March 11 meeting included a public health training with state staff about codes and bylaws, a library governance status update tabled until April 22, and public comments about predator-control funds and a potential cattle tax petition.

Garfield County commissioners devoted part of their March 11 agenda to public-health governance and local service oversight.

Sherlie Hains, the county public health representative, led a training session joined by Kerry Pride and Neva Loney of the Montana System Improvement Department via Zoom.
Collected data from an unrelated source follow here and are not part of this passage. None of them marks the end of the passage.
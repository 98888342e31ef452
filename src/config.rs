use serde::{Deserialize, Serialize};
use std::time::Duration;

use crate::audio::{AggregatorSettings, AudioSettings};

#[derive(Debug, Deserialize, Serialize, Clone)]
pub struct Config {
    // 网络配置
    pub ws_url: String,
    pub health_check: bool,
    pub ping_interval_secs: u64,
    pub queue_capacity: usize,

    // 会话配置，连接后随 config 消息发送
    pub system_instruction: Option<String>,
    pub response_modalities: Option<Vec<String>>,
    pub model: Option<String>,

    // 音频设备配置
    pub capture_device: String,
    pub playback_device: String,
    pub capture_sample_rate: u32,
    pub playback_sample_rate: u32,
    pub playback_channels: u32,
    pub quantum_frames: usize,
    pub default_inbound_rate: u32,
    pub channel_capacity: usize,

    // 麦克风上行节奏
    pub mic_batch_quanta: usize,
    pub mic_transmit_rate: u32,
    pub mic_send_pace_ms: u64,
    pub mic_max_pending_batches: usize,
}

impl Config {
    /// 从编译时设置的环境变量创建配置
    /// 所有参数都在编译时从 config.toml 中读取
    pub fn new() -> Result<Self, &'static str> {
        Ok(Self {
            ws_url: env!("WS_URL").to_string(),
            health_check: env!("HEALTH_CHECK").parse()
                .map_err(|_| "Failed to parse HEALTH_CHECK")?,
            ping_interval_secs: env!("PING_INTERVAL_SECS").parse()
                .map_err(|_| "Failed to parse PING_INTERVAL_SECS")?,
            queue_capacity: env!("QUEUE_CAPACITY").parse()
                .map_err(|_| "Failed to parse QUEUE_CAPACITY")?,

            system_instruction: non_empty(env!("SYSTEM_INSTRUCTION")),
            response_modalities: split_list(env!("RESPONSE_MODALITIES")),
            model: non_empty(env!("MODEL")),

            capture_device: env!("CAPTURE_DEVICE").to_string(),
            playback_device: env!("PLAYBACK_DEVICE").to_string(),
            capture_sample_rate: env!("CAPTURE_SAMPLE_RATE").parse()
                .map_err(|_| "Failed to parse CAPTURE_SAMPLE_RATE")?,
            playback_sample_rate: env!("PLAYBACK_SAMPLE_RATE").parse()
                .map_err(|_| "Failed to parse PLAYBACK_SAMPLE_RATE")?,
            playback_channels: env!("PLAYBACK_CHANNELS").parse()
                .map_err(|_| "Failed to parse PLAYBACK_CHANNELS")?,
            quantum_frames: env!("QUANTUM_FRAMES").parse()
                .map_err(|_| "Failed to parse QUANTUM_FRAMES")?,
            default_inbound_rate: env!("DEFAULT_INBOUND_RATE").parse()
                .map_err(|_| "Failed to parse DEFAULT_INBOUND_RATE")?,
            channel_capacity: env!("CHANNEL_CAPACITY").parse()
                .map_err(|_| "Failed to parse CHANNEL_CAPACITY")?,

            mic_batch_quanta: env!("MIC_BATCH_QUANTA").parse()
                .map_err(|_| "Failed to parse MIC_BATCH_QUANTA")?,
            mic_transmit_rate: env!("MIC_TRANSMIT_RATE").parse()
                .map_err(|_| "Failed to parse MIC_TRANSMIT_RATE")?,
            mic_send_pace_ms: env!("MIC_SEND_PACE_MS").parse()
                .map_err(|_| "Failed to parse MIC_SEND_PACE_MS")?,
            mic_max_pending_batches: env!("MIC_MAX_PENDING_BATCHES").parse()
                .map_err(|_| "Failed to parse MIC_MAX_PENDING_BATCHES")?,
        })
    }

    pub fn audio_settings(&self) -> AudioSettings {
        AudioSettings {
            quantum_frames: self.quantum_frames.max(1),
            channel_capacity: self.channel_capacity.max(1),
        }
    }

    pub fn aggregator_settings(&self) -> AggregatorSettings {
        AggregatorSettings {
            batch_quanta: self.mic_batch_quanta.max(1),
            transmit_rate: self.mic_transmit_rate,
            send_pace: Duration::from_millis(self.mic_send_pace_ms),
            max_pending_batches: self.mic_max_pending_batches.max(1),
        }
    }

    pub fn ping_interval(&self) -> Option<Duration> {
        (self.ping_interval_secs > 0).then(|| Duration::from_secs(self.ping_interval_secs))
    }
}

fn non_empty(value: &str) -> Option<String> {
    let trimmed = value.trim();
    (!trimmed.is_empty()).then(|| trimmed.to_string())
}

fn split_list(value: &str) -> Option<Vec<String>> {
    let items: Vec<String> = value
        .split(',')
        .map(str::trim)
        .filter(|s| !s.is_empty())
        .map(str::to_string)
        .collect();
    (!items.is_empty()).then_some(items)
}

#[cfg(test)]
mod tests {
    use super::*;

    #[test]
    fn test_build_time_config_parses() {
        let config = Config::new().unwrap();
        assert!(config.ws_url.starts_with("ws"));
        assert!(config.quantum_frames > 0);
        assert_eq!(config.mic_transmit_rate, 16000);
    }

    #[test]
    fn test_split_list() {
        assert_eq!(
            split_list("AUDIO, TEXT"),
            Some(vec!["AUDIO".to_string(), "TEXT".to_string()])
        );
        assert_eq!(split_list(" , "), None);
    }

    #[test]
    fn test_empty_model_means_none() {
        assert_eq!(non_empty("   "), None);
        assert_eq!(non_empty("m1"), Some("m1".to_string()));
    }

    #[test]
    fn test_zero_ping_interval_disables_ping() {
        let config = Config {
            ping_interval_secs: 0,
            ..Config::new().unwrap()
        };
        assert!(config.ping_interval().is_none());
    }
}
Presenters reviewed Montana public health codes, the public health framework and identified the need to update the Local Board of Health bylaws and membership to comply with Montana Code Annotated requirements.

During the same meeting, county library stakeholders including Sharon Nelson reported that staff and board members are still piecing together how the library board and accounts were originally established; commissioners agreed to table further action until the April 22, 2026 meeting to allow more review.

In public comment, local resident Jack McRae urged discussion of the Predator Control Fund and County Bounty Fund and mentioned a potential petition to increase a county cattle tax; Betty Lou Weeding read a letter to the commissioners asking them to investigate concerns she raised. Chairman Kelly Witt said he would investigate Ms. Weeding's concerns. The public comments were recorded but no formal agenda action followed at the March 11 session.

The training materials in the packet reference Montana Code Annotated 50-2-116 regarding Local Boards of Health duties and recommend bylaw updates; commissioners recorded the training and noted follow-up by local public-health leadership.